<<<<

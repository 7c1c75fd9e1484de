//! Web server command

use std::path::Path;

use anyhow::Result;

use cadence_server::ServerConfig;

use super::open_db;

pub async fn cmd_serve(
    db_path: &Path,
    host: &str,
    port: u16,
    allowed_origins: Vec<String>,
) -> Result<()> {
    let db = open_db(db_path)?;

    println!("Starting Cadence server on http://{}:{}", host, port);
    println!("   API base: http://{}:{}/api", host, port);

    let config = ServerConfig { allowed_origins };
    cadence_server::serve(db, host, port, config).await
}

>>>>

> _EXERCISE_
Copy out each line of the material in which the word "println" turns up.

> _WRITTEN ANSWER_
    println!("Starting Cadence server on http://{}:{}", host, port);
    println!("   API base: http://{}:{}/api", host, port);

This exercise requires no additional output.